>>>

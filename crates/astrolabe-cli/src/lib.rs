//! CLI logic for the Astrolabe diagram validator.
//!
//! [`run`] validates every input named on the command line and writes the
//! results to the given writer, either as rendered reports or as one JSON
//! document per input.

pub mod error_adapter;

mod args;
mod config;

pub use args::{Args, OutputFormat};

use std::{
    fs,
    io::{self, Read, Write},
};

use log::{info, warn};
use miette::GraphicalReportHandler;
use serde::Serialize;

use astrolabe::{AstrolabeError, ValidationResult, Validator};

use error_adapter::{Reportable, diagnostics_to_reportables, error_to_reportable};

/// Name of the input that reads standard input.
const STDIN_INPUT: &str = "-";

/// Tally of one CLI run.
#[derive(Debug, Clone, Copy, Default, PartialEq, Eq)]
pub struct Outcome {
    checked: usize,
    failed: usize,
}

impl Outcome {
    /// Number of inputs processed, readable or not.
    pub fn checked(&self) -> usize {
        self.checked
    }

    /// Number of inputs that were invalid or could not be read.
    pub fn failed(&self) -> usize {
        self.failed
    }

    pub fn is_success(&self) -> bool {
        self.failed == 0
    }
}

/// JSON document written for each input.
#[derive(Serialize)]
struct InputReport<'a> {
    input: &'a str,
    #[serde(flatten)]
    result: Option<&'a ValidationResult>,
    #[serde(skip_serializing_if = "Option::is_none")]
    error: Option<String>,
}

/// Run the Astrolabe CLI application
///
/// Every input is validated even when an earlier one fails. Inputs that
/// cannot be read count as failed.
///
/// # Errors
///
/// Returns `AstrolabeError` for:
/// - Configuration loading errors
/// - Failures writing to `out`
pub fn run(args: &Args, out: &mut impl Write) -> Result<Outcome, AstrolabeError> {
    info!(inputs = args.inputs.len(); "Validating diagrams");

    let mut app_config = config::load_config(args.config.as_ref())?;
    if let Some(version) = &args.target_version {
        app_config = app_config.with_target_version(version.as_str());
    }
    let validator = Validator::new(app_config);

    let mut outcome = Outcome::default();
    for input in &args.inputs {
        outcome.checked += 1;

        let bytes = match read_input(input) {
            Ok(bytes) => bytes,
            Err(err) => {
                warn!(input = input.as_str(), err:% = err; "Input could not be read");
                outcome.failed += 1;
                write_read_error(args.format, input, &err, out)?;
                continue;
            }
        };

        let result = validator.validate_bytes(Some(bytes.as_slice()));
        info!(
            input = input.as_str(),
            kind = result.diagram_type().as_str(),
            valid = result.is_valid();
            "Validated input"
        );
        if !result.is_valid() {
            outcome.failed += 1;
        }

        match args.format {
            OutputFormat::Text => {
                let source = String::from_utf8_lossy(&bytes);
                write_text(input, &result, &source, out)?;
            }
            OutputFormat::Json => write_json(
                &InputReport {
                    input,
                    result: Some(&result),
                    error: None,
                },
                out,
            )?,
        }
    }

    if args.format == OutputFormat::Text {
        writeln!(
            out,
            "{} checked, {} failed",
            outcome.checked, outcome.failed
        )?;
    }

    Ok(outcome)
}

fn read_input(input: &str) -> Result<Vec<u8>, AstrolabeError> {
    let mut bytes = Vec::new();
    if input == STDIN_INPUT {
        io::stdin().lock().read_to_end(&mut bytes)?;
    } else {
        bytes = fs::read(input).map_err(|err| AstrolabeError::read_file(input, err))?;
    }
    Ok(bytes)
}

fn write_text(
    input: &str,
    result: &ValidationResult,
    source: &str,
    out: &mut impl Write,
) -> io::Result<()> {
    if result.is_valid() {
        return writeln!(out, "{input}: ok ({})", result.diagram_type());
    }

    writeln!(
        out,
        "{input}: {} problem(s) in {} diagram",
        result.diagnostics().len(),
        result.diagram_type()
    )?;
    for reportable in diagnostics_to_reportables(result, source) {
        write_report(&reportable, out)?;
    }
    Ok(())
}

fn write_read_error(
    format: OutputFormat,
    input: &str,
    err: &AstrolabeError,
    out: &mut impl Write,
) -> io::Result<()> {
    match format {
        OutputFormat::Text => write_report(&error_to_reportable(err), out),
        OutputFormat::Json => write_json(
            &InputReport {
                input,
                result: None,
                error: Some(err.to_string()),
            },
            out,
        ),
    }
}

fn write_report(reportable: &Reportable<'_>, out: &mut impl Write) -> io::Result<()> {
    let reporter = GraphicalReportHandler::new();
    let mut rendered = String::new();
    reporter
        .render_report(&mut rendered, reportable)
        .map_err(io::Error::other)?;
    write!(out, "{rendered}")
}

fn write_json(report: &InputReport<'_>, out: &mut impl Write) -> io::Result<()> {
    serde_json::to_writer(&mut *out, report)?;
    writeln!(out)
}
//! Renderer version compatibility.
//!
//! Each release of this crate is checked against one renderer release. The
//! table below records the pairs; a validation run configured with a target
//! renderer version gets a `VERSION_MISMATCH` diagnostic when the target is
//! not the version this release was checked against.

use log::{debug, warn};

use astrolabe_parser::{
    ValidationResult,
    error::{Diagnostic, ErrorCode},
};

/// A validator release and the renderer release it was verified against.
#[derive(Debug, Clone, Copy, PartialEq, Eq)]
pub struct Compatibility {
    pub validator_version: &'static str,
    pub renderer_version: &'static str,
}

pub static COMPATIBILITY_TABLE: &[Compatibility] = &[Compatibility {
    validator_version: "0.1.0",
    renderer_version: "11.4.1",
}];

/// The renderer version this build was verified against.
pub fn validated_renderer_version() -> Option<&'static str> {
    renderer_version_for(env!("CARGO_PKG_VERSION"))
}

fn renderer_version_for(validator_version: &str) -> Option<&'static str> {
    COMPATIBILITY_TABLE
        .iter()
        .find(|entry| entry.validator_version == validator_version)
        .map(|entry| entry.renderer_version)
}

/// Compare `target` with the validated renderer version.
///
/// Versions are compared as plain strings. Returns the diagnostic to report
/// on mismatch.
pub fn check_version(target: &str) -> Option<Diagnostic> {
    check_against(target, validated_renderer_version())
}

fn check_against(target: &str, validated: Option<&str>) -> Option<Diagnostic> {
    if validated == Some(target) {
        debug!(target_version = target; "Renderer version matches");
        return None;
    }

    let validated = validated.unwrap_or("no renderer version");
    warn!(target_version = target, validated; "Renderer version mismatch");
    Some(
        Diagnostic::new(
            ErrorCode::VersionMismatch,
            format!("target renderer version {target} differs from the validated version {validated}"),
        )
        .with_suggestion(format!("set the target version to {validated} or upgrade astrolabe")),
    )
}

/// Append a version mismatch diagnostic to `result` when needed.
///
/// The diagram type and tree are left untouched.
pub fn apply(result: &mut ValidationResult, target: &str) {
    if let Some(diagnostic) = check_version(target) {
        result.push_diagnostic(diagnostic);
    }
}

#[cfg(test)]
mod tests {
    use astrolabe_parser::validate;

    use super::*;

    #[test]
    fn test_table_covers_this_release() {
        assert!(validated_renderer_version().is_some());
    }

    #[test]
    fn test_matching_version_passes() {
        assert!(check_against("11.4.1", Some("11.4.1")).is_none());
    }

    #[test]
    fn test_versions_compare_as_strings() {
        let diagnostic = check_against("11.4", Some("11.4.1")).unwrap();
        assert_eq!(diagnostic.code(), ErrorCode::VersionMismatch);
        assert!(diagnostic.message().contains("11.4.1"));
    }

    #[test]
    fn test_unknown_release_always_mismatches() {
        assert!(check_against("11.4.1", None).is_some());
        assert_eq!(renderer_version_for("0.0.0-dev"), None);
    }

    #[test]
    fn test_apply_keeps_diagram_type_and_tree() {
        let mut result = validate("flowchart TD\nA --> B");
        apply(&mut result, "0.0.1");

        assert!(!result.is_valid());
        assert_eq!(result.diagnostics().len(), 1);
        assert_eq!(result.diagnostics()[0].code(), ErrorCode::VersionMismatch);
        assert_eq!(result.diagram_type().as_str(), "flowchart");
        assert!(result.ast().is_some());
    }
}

<<<

> **Work instruction**:
Using the records above, say how many lines contain the string "OutputFormat"; offer no other text.

> **Exercise solution**:
7